→ **Task goal**
Copy each line below that has "core".
*** Opening Data for this task ***
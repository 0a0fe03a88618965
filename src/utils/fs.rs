//! File writing that never leaves a half-written destination behind.
//!
//! Output is written to a temporary file next to the destination and renamed
//! over it only once everything has been written. If the writer is dropped
//! without [`AtomicFile::commit`], the temporary file is removed and an
//! existing destination keeps its previous contents.
//!
//! ```rust
//! use jpp_cli::utils::fs::atomic_write;
//!
//! # fn example() -> anyhow::Result<()> {
//! let dir = tempfile::tempdir()?;
//! atomic_write(&dir.path().join("mov.d"), b"mov.S: mov.jS\n")?;
//! # Ok(())
//! # }
//! ```

use std::fs;
use std::io::{self, Write};
use std::path::{Path, PathBuf};

use anyhow::{Context, Result};
use tempfile::NamedTempFile;

/// A file that appears at its destination only when committed.
#[derive(Debug)]
pub struct AtomicFile {
    target: PathBuf,
    temp: NamedTempFile,
}

impl AtomicFile {
    /// Start writing `target`, creating its parent directory if needed.
    pub fn create(target: &Path) -> Result<Self> {
        let dir = match target.parent() {
            Some(parent) if !parent.as_os_str().is_empty() => parent,
            _ => Path::new("."),
        };
        ensure_dir(dir)?;
        let temp = NamedTempFile::new_in(dir).with_context(|| {
            format!("Failed to create temporary file in: {}", dir.display())
        })?;
        Ok(Self {
            target: target.to_path_buf(),
            temp,
        })
    }

    pub fn target(&self) -> &Path {
        &self.target
    }

    /// Flush, sync and move the temporary file over the destination.
    pub fn commit(mut self) -> Result<()> {
        self.temp.flush()?;
        let permissions = match fs::metadata(&self.target) {
            Ok(metadata) => Some(metadata.permissions()),
            Err(_) => default_permissions(),
        };
        if let Some(permissions) = permissions {
            fs::set_permissions(self.temp.path(), permissions).with_context(|| {
                format!("Failed to set permissions for: {}", self.target.display())
            })?;
        }
        self.temp.as_file().sync_all().context("Failed to sync file to disk")?;
        self.temp
            .persist(&self.target)
            .map_err(|e| e.error)
            .with_context(|| format!("Failed to write: {}", self.target.display()))?;
        Ok(())
    }
}

impl Write for AtomicFile {
    fn write(&mut self, buf: &[u8]) -> io::Result<usize> {
        self.temp.write(buf)
    }

    fn flush(&mut self) -> io::Result<()> {
        self.temp.flush()
    }
}

/// Temporary files are private to their owner; new destinations get the
/// usual mode for generated sources instead.
#[cfg(unix)]
fn default_permissions() -> Option<fs::Permissions> {
    use std::os::unix::fs::PermissionsExt;
    Some(fs::Permissions::from_mode(0o644))
}

#[cfg(not(unix))]
fn default_permissions() -> Option<fs::Permissions> {
    None
}

/// Write `content` to `path` through an [`AtomicFile`].
pub fn atomic_write(path: &Path, content: &[u8]) -> Result<()> {
    let mut file = AtomicFile::create(path)?;
    file.write_all(content)
        .with_context(|| format!("Failed to write to temp file for: {}", path.display()))?;
    file.commit()
}

/// Create `path` and its parents if they do not exist yet.
pub fn ensure_dir(path: &Path) -> Result<()> {
    if !path.exists() {
        fs::create_dir_all(path)
            .with_context(|| format!("Failed to create directory: {}", path.display()))?;
    } else if !path.is_dir() {
        return Err(anyhow::anyhow!("Path exists but is not a directory: {}", path.display()));
    }
    Ok(())
}
//! jpp - Jinja-style preprocessor for assembly test sources
//!
//! jpp expands templates written in a Jinja subset into assembly source and,
//! like `gcc -M`, reports which template files a render read so `make` can
//! rebuild the output when any of them change.
//!
//! # Architecture Overview
//!
//! ```text
//! cli ──> preprocess::plan ──> preprocess::driver ──> templating
//!                                    │                    │
//!                                    │            TracingLoader (records names)
//!                                    └──> dependency line from the recorded names
//! ```
//!
//! - [`templating`] - minijinja settings, the tracing loader and error
//!   classification
//! - [`preprocess`] - Domain filters and globals, the render plan and the
//!   driver that runs it
//! - [`cli`] - Command line parsing and logging setup
//! - [`core`] - User-facing error reporting
//! - [`utils`] - Atomic file writes
//! - [`constants`] - Render parameters and flag masks
//!
//! # Template Environment
//!
//! Every template is rendered with:
//!
//! | Name | Kind | Value |
//! |------|------|-------|
//! | `V`, `N`, `Z`, `C` | global | `256`, `4`, `2`, `1` |
//! | `test_id()` | global | `1, 2, 3, ...` across the run |
//! | `base1`, `base2` | top-level parameter | `0x1234`, `0x5678` |
//! | `ext0`, `ext1`, `hex`, `selectkeys` | filter | see [`preprocess::filters`] |
//!
//! # Example
//!
//! ```bash
//! jpp -MD -o build/add.S tests/add.jS
//! cat build/add.d
//! # add.S: add.jS common.inc
//! ```

pub mod cli;
pub mod constants;
pub mod core;
pub mod preprocess;
pub mod templating;
pub mod utils;

// test_utils module is available for both unit tests and integration tests
#[cfg(any(test, feature = "test-utils"))]
pub mod test_utils;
*** Closing Data for this task ***
→ **Result below**
//! - [`core`] - User-facing error reporting
pub mod core;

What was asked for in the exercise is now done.